▸ **What to produce**:
Your answer must contain only the lines from the one containing "assert_eq!(config.partitions, 33);" through the end of the entries below, reproduced character for character.

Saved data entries
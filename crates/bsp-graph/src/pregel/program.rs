//! The vertex-program contract
//!
//! A superstep runs four phases in order:
//!
//! 1. **send**: every eligible vertex calls [`VertexProgram::send_message`]
//!    on the property snapshot left by the previous superstep.
//! 2. **process + reduce**: for each destination, every message arriving
//!    over an incoming edge goes through [`VertexProgram::process_message`]
//!    and the partials are folded with [`VertexProgram::reduce`].
//! 3. **apply**: vertices that received at least one message call
//!    [`VertexProgram::apply`]; the returned flag decides whether they stay
//!    active.
//! 4. **hook**: [`VertexProgram::on_superstep_end`] may run whole-graph
//!    passes before the next superstep.

use serde::{Deserialize, Serialize};

use super::graph::{EdgeWeight, VertexPass};

/// Which way messages travel along a directed edge `(u, v)`
#[derive(Debug, Clone, Copy, PartialEq, Eq, Serialize, Deserialize)]
pub enum EdgeDirection {
    /// From `u` to `v`
    Out,
    /// From `v` to `u`
    In,
    /// Both ways
    Both,
}

/// Which vertices run the send phase
#[derive(Debug, Clone, Copy, PartialEq, Eq, Default, Serialize, Deserialize)]
pub enum ActivityPolicy {
    /// Every vertex, every superstep
    AllVertices,
    /// Only vertices whose value changed in the previous apply
    #[default]
    ActiveOnly,
}

/// How long a run lasts
#[derive(Debug, Clone, Copy, PartialEq, Eq, Serialize, Deserialize)]
pub enum Iterations {
    /// Exactly this many supersteps, fewer if the active set empties
    Fixed(usize),
    /// Until a superstep sends no message
    UntilConverged,
}

/// A vertex-centric BSP computation
///
/// `reduce` must be associative and commutative. `apply` may mutate only
/// the vertex it is given. Callbacks take `&self`; per-run global state the
/// program owns (a frontier depth, a dangling mass) changes only in the
/// `&mut self` hooks, which run between supersteps.
pub trait VertexProgram: Send + Sync {
    /// Per-vertex property
    type Value: Send + Sync;
    /// Value sent along an edge
    type Message: Send + Sync;
    /// Per-destination accumulator
    type Reduced: Send;

    /// Name used in logs and errors
    fn name(&self) -> &'static str;

    fn direction(&self) -> EdgeDirection;

    fn activity(&self) -> ActivityPolicy {
        ActivityPolicy::ActiveOnly
    }

    /// `None` when the vertex has nothing to send this superstep
    fn send_message(&self, vertex: &Self::Value) -> Option<Self::Message>;

    /// Turn one message arriving over one edge into a partial result
    fn process_message(
        &self,
        message: &Self::Message,
        weight: EdgeWeight,
        destination: &Self::Value,
    ) -> Self::Reduced;

    fn reduce(&self, total: &mut Self::Reduced, partial: Self::Reduced);

    /// Fold the reduced total into the vertex; `true` if the value changed
    fn apply(&self, total: Self::Reduced, vertex: &mut Self::Value) -> bool;

    /// Runs once before the first superstep
    fn on_start(&mut self, _pass: &mut VertexPass<'_, Self::Value>) {}

    /// Runs after every superstep's apply phase
    fn on_superstep_end(&mut self, _superstep: usize, _pass: &mut VertexPass<'_, Self::Value>) {}
}
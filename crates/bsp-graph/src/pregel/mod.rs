//! Pregel Runtime for vertex-centric graph analytics
//!
//! This module implements a bulk-synchronous-parallel engine in the style of
//! Pregel and GraphMat. Key concepts:
//!
//! - **Topology**: immutable CSR adjacency in both directions, split into
//!   contiguous vertex partitions
//! - **Vertex program**: send / process / reduce / apply callbacks plus
//!   between-superstep hooks
//! - **Superstep**: synchronized execution phase
//! - **Whole-graph pass**: apply-reduce over every vertex between supersteps
//!
//! # Architecture
//!
//! ```text
//! ┌─────────────────────────────────────────────────────────────┐
//! │                    PregelRuntime                             │
//! │  ┌─────────┐  ┌─────────┐  ┌─────────┐                     │
//! │  │Superstep│→ │Superstep│→ │Superstep│→ ...                │
//! │  │    0    │  │    1    │  │    2    │                     │
//! │  └─────────┘  └─────────┘  └─────────┘                     │
//! │       │            │            │                           │
//! │       ▼            ▼            ▼                           │
//! │  ┌─────────────────────────────────────────────────────┐   │
//! │  │ Per-Superstep: Send → Gather → Apply → Hook         │   │
//! │  └─────────────────────────────────────────────────────┘   │
//! └─────────────────────────────────────────────────────────────┘
//! ```
//!
//! # Activity policies
//!
//! - `ActivityPolicy::ActiveOnly` (default): only vertices whose value
//!   changed in the previous apply send messages.
//! - `ActivityPolicy::AllVertices`: every vertex sends every superstep.

pub mod vertex;
pub mod config;
pub mod error;
pub mod graph;
pub mod program;
pub mod runtime;

// Re-exports
pub use vertex::{VertexId, VertexState};
pub use config::PregelConfig;
pub use error::PregelError;
pub use graph::{EdgeWeight, Graph, GraphBuilder, Topology, VertexPass, DEFAULT_EDGE_WEIGHT};
pub use program::{ActivityPolicy, EdgeDirection, Iterations, VertexProgram};
pub use runtime::{PregelRuntime, RunOutcome, RunStats};
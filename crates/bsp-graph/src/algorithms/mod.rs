//! Graphalytics algorithms as vertex programs
//!
//! Each module holds the program(s) for one algorithm plus an async driver
//! that seeds the vertex values, runs the phases and projects the result.
//! [`Algorithm`] is the closed set of kinds the command line dispatches on.

pub mod bfs;
pub mod cdlp;
pub mod lcc;
pub mod neighbor_set;
pub mod pagerank;
pub mod sssp;
pub mod wcc;

use std::sync::Arc;

use crate::pregel::{PregelError, PregelRuntime, Topology, VertexId};

pub use bfs::{breadth_first_search, BreadthFirstSearch, Depth, UNREACHED};
pub use cdlp::{community_detection, LabelHistogram, LabelPropagation};
pub use lcc::{local_clustering_coefficient, CountTriangles, CollectNeighbors, LccConfig};
pub use neighbor_set::{BitVector, NeighborSet, DEFAULT_BITMAP_THRESHOLD};
pub use pagerank::{pagerank, DegreeCount, PageRank, PageRankConfig, DEFAULT_DAMPING_FACTOR};
pub use sssp::{single_source_shortest_paths, ShortestPaths, UNREACHABLE};
pub use wcc::{weakly_connected_components, ConnectedComponents};

/// One algorithm with its parameters
#[derive(Debug, Clone, PartialEq)]
pub enum Algorithm {
    Bfs { source: VertexId },
    Sssp { source: VertexId },
    Wcc,
    Cdlp { iterations: usize },
    PageRank(PageRankConfig),
    Lcc(LccConfig),
}

/// Per-vertex result of an [`Algorithm`], indexed by vertex
#[derive(Debug, Clone, PartialEq)]
pub enum AlgorithmOutput {
    Depths(Vec<Depth>),
    Distances(Vec<f64>),
    Labels(Vec<VertexId>),
    Scores(Vec<f64>),
}

impl AlgorithmOutput {
    pub fn len(&self) -> usize {
        match self {
            AlgorithmOutput::Depths(v) => v.len(),
            AlgorithmOutput::Distances(v) | AlgorithmOutput::Scores(v) => v.len(),
            AlgorithmOutput::Labels(v) => v.len(),
        }
    }

    pub fn is_empty(&self) -> bool {
        self.len() == 0
    }
}

impl Algorithm {
    pub fn name(&self) -> &'static str {
        match self {
            Algorithm::Bfs { .. } => "bfs",
            Algorithm::Sssp { .. } => "sssp",
            Algorithm::Wcc => "wcc",
            Algorithm::Cdlp { .. } => "cdlp",
            Algorithm::PageRank(_) => "pagerank",
            Algorithm::Lcc(_) => "lcc",
        }
    }

    /// Run every phase of the algorithm over `topology`
    pub async fn run(
        &self,
        runtime: &PregelRuntime,
        topology: Arc<Topology>,
    ) -> Result<AlgorithmOutput, PregelError> {
        let output = match self {
            Algorithm::Bfs { source } => {
                AlgorithmOutput::Depths(breadth_first_search(runtime, topology, *source).await?)
            }
            Algorithm::Sssp { source } => AlgorithmOutput::Distances(
                single_source_shortest_paths(runtime, topology, *source).await?,
            ),
            Algorithm::Wcc => {
                AlgorithmOutput::Labels(weakly_connected_components(runtime, topology).await?)
            }
            Algorithm::Cdlp { iterations } => AlgorithmOutput::Labels(
                community_detection(runtime, topology, *iterations).await?,
            ),
            Algorithm::PageRank(config) => {
                AlgorithmOutput::Scores(pagerank(runtime, topology, *config).await?)
            }
            Algorithm::Lcc(config) => AlgorithmOutput::Scores(
                local_clustering_coefficient(runtime, topology, *config).await?,
            ),
        };
        Ok(output)
    }
}

/// Reject a source vertex outside the topology
pub(crate) fn check_source(topology: &Topology, source: VertexId) -> Result<(), PregelError> {
    if source.index() >= topology.vertex_count() {
        return Err(PregelError::invalid_source(
            source.external(),
            topology.vertex_count(),
        ));
    }
    Ok(())
}
//! Graph input and result output

pub mod matrix_market;
pub mod output;

pub use matrix_market::{load_matrix_market, read_matrix_market};
pub use output::{write_output, write_output_to, UNREACHED_SENTINEL};
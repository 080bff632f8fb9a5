//! # Configuration Module
//!
//! Engine settings for the command line, loaded from environment variables
//! (and a `.env` file when present). Command-line flags override anything
//! set here.
//!
//! | Variable               | Meaning                                  |
//! |------------------------|------------------------------------------|
//! | `BSP_THREADS`          | worker threads in the superstep pool     |
//! | `BSP_PARTITIONS`       | vertex blocks the graph is split into    |
//! | `BSP_MAX_SUPERSTEPS`   | limit for runs iterating to convergence  |
//! | `BSP_RUN_TIMEOUT_SECS` | timeout for each engine run              |
//! | `LCC_BITMAP_THRESHOLD` | neighbor sets above this get a bitmap    |
//! | `RUST_LOG`             | log filter when `--verbose` is not given |

use std::env;
use std::path::Path;
use std::time::Duration;

use anyhow::{Context, Result};
use bsp_graph::{PregelConfig, DEFAULT_BITMAP_THRESHOLD};

// =============================================================================
// CONFIGURATION STRUCT
// =============================================================================
/// Settings shared by every subcommand.
#[derive(Debug, Clone)]
pub struct Config {
    /// Worker threads in the superstep pool
    pub threads: usize,

    /// Number of contiguous vertex blocks
    pub partitions: usize,

    /// Superstep limit for convergence runs
    pub max_supersteps: usize,

    /// Timeout for each engine run
    pub run_timeout: Duration,

    /// Per-superstep debug traces even without `--verbose`
    pub tracing: bool,

    /// LCC neighbor sets larger than this also get a dense bitmap
    pub bitmap_threshold: usize,

    /// Log filter directive (same syntax as `RUST_LOG`)
    pub log_level: String,
}

impl Default for Config {
    fn default() -> Self {
        let engine = PregelConfig::default();
        Self {
            threads: engine.parallelism,
            partitions: engine.partitions,
            max_supersteps: engine.max_supersteps,
            run_timeout: engine.run_timeout,
            tracing: false,
            bitmap_threshold: DEFAULT_BITMAP_THRESHOLD,
            log_level: "info".to_string(),
        }
    }
}

// =============================================================================
// CONFIGURATION LOADING
// =============================================================================
impl Config {
    /// Load configuration from environment variables.
    ///
    /// # Rust Concept: The ? Operator with Context
    ///
    /// `.context(...)` wraps a parse error with a message naming the variable,
    /// and `?` returns it. An unset variable keeps the default.
    pub fn from_env() -> Result<Self> {
        // Load .env file if it exists (silently ignore if not found)
        let _ = dotenvy::dotenv();

        let mut config = Config::default();

        if let Ok(val) = env::var("BSP_THREADS") {
            config.threads = val
                .parse()
                .context("BSP_THREADS must be a positive integer")?;
        }

        if let Ok(val) = env::var("BSP_PARTITIONS") {
            config.partitions = val
                .parse()
                .context("BSP_PARTITIONS must be a positive integer")?;
        }

        if let Ok(val) = env::var("BSP_MAX_SUPERSTEPS") {
            config.max_supersteps = val
                .parse()
                .context("BSP_MAX_SUPERSTEPS must be a positive integer")?;
        }

        if let Ok(val) = env::var("BSP_RUN_TIMEOUT_SECS") {
            let secs: u64 = val
                .parse()
                .context("BSP_RUN_TIMEOUT_SECS must be a whole number of seconds")?;
            config.run_timeout = Duration::from_secs(secs);
        }

        if let Ok(val) = env::var("LCC_BITMAP_THRESHOLD") {
            config.bitmap_threshold = val
                .parse()
                .context("LCC_BITMAP_THRESHOLD must be a non-negative integer")?;
        }

        if let Ok(val) = env::var("RUST_LOG") {
            config.log_level = val;
        }

        Ok(config)
    }

    /// Overlay the keys of a JSON encoded `PregelConfig` onto the current
    /// engine settings.
    ///
    /// Keys missing from the file keep their current values.
    pub fn merge_engine_file(&mut self, path: &Path) -> Result<()> {
        let text = std::fs::read_to_string(path)
            .with_context(|| format!("Failed to read engine config {}", path.display()))?;
        let overrides: serde_json::Map<String, serde_json::Value> = serde_json::from_str(&text)
            .with_context(|| format!("Invalid engine config {}", path.display()))?;

        let mut merged = serde_json::to_value(self.pregel_config(false))
            .context("Failed to encode engine config")?;
        if let Some(fields) = merged.as_object_mut() {
            fields.extend(overrides);
        }
        let engine: PregelConfig = serde_json::from_value(merged)
            .with_context(|| format!("Invalid engine config {}", path.display()))?;

        self.threads = engine.parallelism;
        self.partitions = engine.partitions;
        self.max_supersteps = engine.max_supersteps;
        self.run_timeout = engine.run_timeout;
        self.tracing = engine.tracing_enabled;
        Ok(())
    }

    /// Validate the configuration.
    pub fn validate(&self) -> Result<()> {
        if self.threads == 0 {
            anyhow::bail!("Thread count must be at least 1");
        }

        if self.partitions == 0 {
            anyhow::bail!("Partition count must be at least 1");
        }

        if self.max_supersteps == 0 {
            anyhow::bail!("Superstep limit must be at least 1");
        }

        if self.run_timeout.is_zero() {
            anyhow::bail!("Run timeout must be non-zero");
        }

        Ok(())
    }

    /// Engine configuration for the runtime
    pub fn pregel_config(&self, verbose: bool) -> PregelConfig {
        PregelConfig {
            max_supersteps: self.max_supersteps,
            parallelism: self.threads,
            partitions: self.partitions,
            run_timeout: self.run_timeout,
            tracing_enabled: verbose || self.tracing,
        }
    }
}

// =============================================================================
// UNIT TESTS
// =============================================================================
#[cfg(test)]
mod tests {
    use super::*;
    use std::io::Write;

    #[test]
    fn test_default_config() {
        let config = Config::default();

        assert!(config.threads > 0);
        assert_eq!(config.partitions, config.threads * 4);
        assert_eq!(config.max_supersteps, 10_000);
        assert_eq!(config.bitmap_threshold, DEFAULT_BITMAP_THRESHOLD);
        assert_eq!(config.log_level, "info");
    }

    #[test]
    fn test_config_validation_valid() {
        let config = Config::default();
        assert!(config.validate().is_ok());
    }

    #[test]
    fn test_config_validation_zero_partitions() {
        let mut config = Config::default();
        config.partitions = 0;
        assert!(config.validate().is_err());
    }

    #[test]
    fn test_config_validation_zero_threads() {
        let mut config = Config::default();
        config.threads = 0;
        assert!(config.validate().is_err());
    }

    #[test]
    fn test_pregel_config_mapping() {
        let config = Config {
            threads: 3,
            partitions: 7,
            max_supersteps: 50,
            run_timeout: Duration::from_secs(9),
            ..Config::default()
        };

        let engine = config.pregel_config(false);
        assert_eq!(engine.parallelism, 3);
        assert_eq!(engine.partitions, 7);
        assert_eq!(engine.max_supersteps, 50);
        assert_eq!(engine.run_timeout, Duration::from_secs(9));
        assert!(!engine.tracing_enabled);
        assert!(engine.validate().is_ok());
    }

    #[test]
    fn test_merge_engine_file() {
        let mut file = tempfile::NamedTempFile::new().unwrap();
        write!(
            file,
            r#"{{"parallelism": 2, "run_timeout": "2m", "tracing_enabled": true}}"#
        )
        .unwrap();

        // as if BSP_PARTITIONS and BSP_MAX_SUPERSTEPS were set
        let mut config = Config {
            partitions: 33,
            max_supersteps: 77,
            ..Config::default()
        };
        config.merge_engine_file(file.path()).unwrap();

        assert_eq!(config.threads, 2);
        assert_eq!(config.run_timeout, Duration::from_secs(120));
        assert!(config.tracing);
        // keys absent from the file keep the environment values
        assert_eq!(config.partitions, 33);
        assert_eq!(config.max_supersteps, 77);
        assert!(config.pregel_config(false).tracing_enabled);
    }

    #[test]
    fn test_merge_engine_file_rejects_bad_field() {
        let mut file = tempfile::NamedTempFile::new().unwrap();
        write!(file, r#"{{"partitions": "many"}}"#).unwrap();

        let mut config = Config::default();
        let err = config.merge_engine_file(file.path()).unwrap_err();
        assert!(err.to_string().contains("Invalid engine config"));
        assert_eq!(config.partitions, Config::default().partitions);
    }

    #[test]
    fn test_merge_engine_file_rejects_bad_json() {
        let mut file = tempfile::NamedTempFile::new().unwrap();
        write!(file, "not json").unwrap();

        let mut config = Config::default();
        let err = config.merge_engine_file(file.path()).unwrap_err();
        assert!(err.to_string().contains("Invalid engine config"));
    }
}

▸ **Task answer**:
        assert_eq!(config.partitions, 33);
        assert_eq!(config.max_supersteps, 77);
        assert!(config.pregel_config(false).tracing_enabled);
    }

    #[test]
    fn test_merge_engine_file_rejects_bad_field() {
        let mut file = tempfile::NamedTempFile::new().unwrap();
        write!(file, r#"{{"partitions": "many"}}"#).unwrap();

        let mut config = Config::default();
        let err = config.merge_engine_file(file.path()).unwrap_err();
        assert!(err.to_string().contains("Invalid engine config"));
        assert_eq!(config.partitions, Config::default().partitions);
    }

    #[test]
    fn test_merge_engine_file_rejects_bad_json() {
        let mut file = tempfile::NamedTempFile::new().unwrap();
        write!(file, "not json").unwrap();

        let mut config = Config::default();
        let err = config.merge_engine_file(file.path()).unwrap_err();
        assert!(err.to_string().contains("Invalid engine config"));
    }
}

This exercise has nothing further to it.